__Stored data__:
━━━━

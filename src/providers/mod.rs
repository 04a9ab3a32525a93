//! Upstream LLM providers.
//!
//! Every vendor is an [`HttpProvider`] parameterized by a [`Dialect`] that
//! knows only the request and response shapes:
//!
//! - `openai` and `xai` - [`ChatCompletions`]
//! - `gemini` - [`GenerateContent`]
//! - `anthropic` - [`Messages`]
//!
//! The [`ProviderRegistry`] owns one client per known provider.

mod anthropic;
mod base;
mod chat;
mod gemini;
mod http;
pub mod normalize;

pub use anthropic::Messages;
pub use base::{
    AuthScheme, CredentialSource, Dialect, EnvCredentials, HttpProvider, ProviderClient,
    ProviderSpec, StaticCredentials, VendorRequest, PING_PROMPT, PING_SAMPLE_CHARS,
};
pub use chat::ChatCompletions;
pub use gemini::GenerateContent;
pub use http::upstream_message;

use std::collections::BTreeMap;
use std::sync::Arc;

use crate::types::config::Config;
use crate::types::requests::ProviderKind;
use crate::MagiResult;

/// Builds the client for one provider.
pub fn build_client(
    spec: ProviderSpec,
    http: reqwest::Client,
    credentials: Arc<dyn CredentialSource>,
) -> Arc<dyn ProviderClient> {
    match spec.kind {
        ProviderKind::OpenAi | ProviderKind::Xai => {
            Arc::new(HttpProvider::new(spec, ChatCompletions, http, credentials))
        }
        ProviderKind::Gemini => Arc::new(HttpProvider::new(spec, GenerateContent, http, credentials)),
        ProviderKind::Anthropic => Arc::new(HttpProvider::new(spec, Messages, http, credentials)),
    }
}

/// Shared HTTP client for all providers. Deadlines are set per request.
pub fn http_client() -> MagiResult<reqwest::Client> {
    let client = reqwest::Client::builder()
        .user_agent(concat!("magi/", env!("CARGO_PKG_VERSION")))
        .build()?;
    Ok(client)
}

/// One client per provider, keyed in canonical order.
#[derive(Clone, Default)]
pub struct ProviderRegistry {
    clients: BTreeMap<ProviderKind, Arc<dyn ProviderClient>>,
}

impl ProviderRegistry {
    /// Creates an empty registry.
    pub fn new() -> Self {
        Self::default()
    }

    /// Registers every known provider from configuration, reading keys from
    /// the environment.
    pub fn from_config(config: &Config) -> MagiResult<Self> {
        Self::with_credentials(config, Arc::new(EnvCredentials))
    }

    /// Registers every known provider with an explicit credential source.
    pub fn with_credentials(
        config: &Config,
        credentials: Arc<dyn CredentialSource>,
    ) -> MagiResult<Self> {
        let http = http_client()?;
        let mut registry = Self::new();
        for kind in ProviderKind::ALL {
            let spec = ProviderSpec::from_config(kind, config.providers.get(kind));
            registry.register(build_client(spec, http.clone(), credentials.clone()));
        }
        Ok(registry)
    }

    /// Adds a client, replacing any previous one for the same provider.
    pub fn register(&mut self, client: Arc<dyn ProviderClient>) {
        tracing::debug!(provider = %client.kind(), "Registering provider");
        self.clients.insert(client.kind(), client);
    }

    /// Client for a provider.
    pub fn get(&self, kind: ProviderKind) -> Option<Arc<dyn ProviderClient>> {
        self.clients.get(&kind).cloned()
    }

    /// Registered providers in canonical order.
    pub fn kinds(&self) -> Vec<ProviderKind> {
        self.clients.keys().copied().collect()
    }

    /// Number of registered providers.
    pub fn len(&self) -> usize {
        self.clients.len()
    }

    pub fn is_empty(&self) -> bool {
        self.clients.is_empty()
    }
}

#[cfg(test)]
mod tests {
    use super::*;

    #[test]
    fn test_registry_from_config_has_all_providers() {
        let registry =
            ProviderRegistry::with_credentials(&Config::default(), Arc::new(StaticCredentials::new()))
                .unwrap();

        assert_eq!(registry.kinds(), ProviderKind::ALL.to_vec());
        let gemini = registry.get(ProviderKind::Gemini).unwrap();
        assert_eq!(gemini.default_model(), Some("gemini-1.5-flash"));
        assert!(!gemini.is_configured());
    }

    #[test]
    fn test_registry_reports_configured_keys() {
        let creds = StaticCredentials::new().with("XAI_API_KEY", "x");
        let registry = ProviderRegistry::with_credentials(&Config::default(), Arc::new(creds)).unwrap();

        assert!(registry.get(ProviderKind::Xai).unwrap().is_configured());
        assert!(!registry.get(ProviderKind::OpenAi).unwrap().is_configured());
    }

    #[tokio::test]
    async fn test_missing_credential_short_circuits() {
        let registry =
            ProviderRegistry::with_credentials(&Config::default(), Arc::new(StaticCredentials::new()))
                .unwrap();
        let client = registry.get(ProviderKind::Xai).unwrap();

        let prompt = crate::types::requests::Prompt::new("hi");
        let result = client.query(&prompt).await;

        assert_eq!(result.error.as_deref(), Some("XAI_API_KEY not set"));
        assert_eq!(
            result.error_kind,
            Some(crate::types::errors::ProviderErrorKind::Configuration)
        );
        assert!(result.latency_ms.is_none());
        assert!(result.model.is_none());
        assert_eq!(result.output, "");
    }

    #[tokio::test]
    async fn test_missing_credential_keeps_override_model() {
        let registry =
            ProviderRegistry::with_credentials(&Config::default(), Arc::new(StaticCredentials::new()))
                .unwrap();
        let client = registry.get(ProviderKind::OpenAi).unwrap();

        let prompt = crate::types::requests::Prompt::new("hi").with_model(ProviderKind::OpenAi, "gpt-4o");
        let result = client.query(&prompt).await;
        assert_eq!(result.model.as_deref(), Some("gpt-4o"));
    }
}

━━━━

__EXERCISE__:
Every line of the records containing the word "ProviderSpec" must appear in the answer.

__EXERCISE RESPONSE__:
    ProviderSpec, StaticCredentials, VendorRequest, PING_PROMPT, PING_SAMPLE_CHARS,
    spec: ProviderSpec,
            let spec = ProviderSpec::from_config(kind, config.providers.get(kind));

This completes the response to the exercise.